Triple Negative Breast Cancer (TNBC) is the most aggressive subtype of Breast Cancer (BC). Immunosurveillance significantly influences TNBC progression, drug resistance, and metastasis. Among its regulators, Cluster of Differentiation 47 (CD47) and calreticulin (CALR) play crucial roles. This study examined the mRNA expression of CD47 and CALR in breast cancer tissues from 25 patients compared to normal tissues and investigated their role in chemoresistance at sublethal drug doses. MDA-MB-231 cells were treated with doxorubicin (DOX), polygodial (PG), or both, and CD47/CALR expression was analyzed at sublethal concentrations determined via MTT assay. Hyaluronic Acid (HA)-grafted chitosan nanoparticles (NPs) were synthesized, loaded with DOX/PG, and characterized.
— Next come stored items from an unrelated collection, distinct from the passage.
use std::path::{Path, PathBuf};

use clap::{Parser, ValueEnum};

use sandpile_bmp::{
	bmp,
	output,
	png,
	Categories,
	Color,
	Result,
	Sandpile,
};

#[derive(Debug, Clone, Copy, PartialEq, Eq, ValueEnum)]
enum Format {
	Bmp,
	Png,
}

impl Format {
	fn extension(self) -> &'static str {
		match self {
			Format::Bmp => "bmp",
			Format::Png => "png",
		}
	}
}

#[derive(Debug, Parser)]
#[command(name = "sandpile-bmp")]
#[command(about = "Topple an abelian sandpile until it is stable, saving snapshots as images")]
struct Config {
	/// Input file of whitespace-separated `x y grains` triples
	#[arg(short, long)]
	input: PathBuf,

	/// Base directory; each run gets its own subdirectory here
	#[arg(short, long)]
	output: PathBuf,

	/// Stop after this many updates even if the pile is still unstable
	#[arg(short, long)]
	max_iter: Option<u64>,

	/// Save a snapshot every N updates (0 = only the final state)
	#[arg(short, long)]
	freq: u64,

	/// Color for cells with 0 grains
	#[arg(long, visible_alias = "c0", value_enum, default_value_t = Color::White)]
	color0: Color,

	/// Color for cells with 1 grain
	#[arg(long, visible_alias = "c1", value_enum, default_value_t = Color::Green)]
	color1: Color,

	/// Color for cells with 2 grains
	#[arg(long, visible_alias = "c2", value_enum, default_value_t = Color::Purple)]
	color2: Color,

	/// Color for cells with 3 grains
	#[arg(long, visible_alias = "c3", value_enum, default_value_t = Color::Yellow)]
	color3: Color,

	/// Color for cells with more than 3 grains
	#[arg(long, visible_alias = "c4", value_enum, default_value_t = Color::Black)]
	color4: Color,

	/// Image format of the snapshots
	#[arg(long, value_enum, default_value_t = Format::Bmp)]
	format: Format,

	/// Also print the final state to stdout
	#[arg(long)]
	ascii: bool,
}

fn main() {
	env_logger::Builder::from_env(env_logger::Env::default().default_filter_or("info")).init();
	let config = Config::parse();
	if let Err(e) = run(&config) {
		log::error!("{}", e);
		std::process::exit(1);
	}
}

fn run(config: &Config) -> Result<()> {
	let mut pile = Sandpile::from_path(&config.input)?;
	log::info!("Loaded {}x{} grid with {} grains", pile.width(), pile.height(), pile.total_grains());

	let dir = output::create_run_dir(&config.output, &config.input)?;
	log::info!("Writing results to {}", dir.display());

	let colors = [config.color0, config.color1, config.color2, config.color3, config.color4];
	log::debug!(
		"Colors for 0, 1, 2, 3, 4+ grains: {}, {}, {}, {}, {}",
		colors[0], colors[1], colors[2], colors[3], colors[4]
	);
	let categories = Categories::from_colors(colors);
	let save = |pile: &Sandpile, name: &str| -> Result<()> {
		let path = dir.join(format!("{}.{}", name, config.format.extension()));
		write_image(&path, config.format, pile, &categories)?;
		log::info!("Saved {} ({}x{})", path.display(), pile.width(), pile.height());
		Ok(())
	};

	if config.freq != 0 {
		save(&pile, "state_0")?;
	}
	let snapshot_due = |iter: u64| config.freq > 0 && iter % config.freq == 0;
	let mut iter = 0;
	match config.max_iter {
		Some(max_iter) => {
			while iter < max_iter {
				iter += 1;
				pile.update()?;
				if snapshot_due(iter) {
					save(&pile, &format!("state_{}", iter))?;
				}
				if pile.is_stable() {
					break;
				}
			}
			if !pile.is_stable() {
				log::warn!("Stopped after {} iterations before reaching a stable state", iter);
			}
		},
		None => {
			while !pile.is_stable() {
				iter += 1;
				pile.update()?;
				if snapshot_due(iter) {
					save(&pile, &format!("state_{}", iter))?;
				}
			}
		},
	}
	log::info!(
		"Finished after {} iterations, {} topples, final grid {}x{}",
		iter, pile.topples(), pile.width(), pile.height()
	);

	save(&pile, "final_state")?;
	if config.ascii {
		print!("{}", pile);
	}
	Ok(())
}

fn write_image(path: &Path, format: Format, pile: &Sandpile, categories: &Categories) -> Result<()> {
	let pixels = pile.category_grid(categories);
	match format {
		Format::Bmp => bmp::write(path, &pixels)?,
		Format::Png => png::write(path, &pixels)?,
	}
	Ok(())
}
Combination treatment of (DOX + PG), as well as co-loaded NPs, significantly decreased CD47 and CALR levels, reversing CD47 and CALR elevation that acts as a surrogate immunosurveillance marker and enhancing the CALR/CD47 surface expression ratio. These findings suggest a promising strategy for further examination and dose optimization in vivo studies for metastasis inhibition and as maintenance therapy.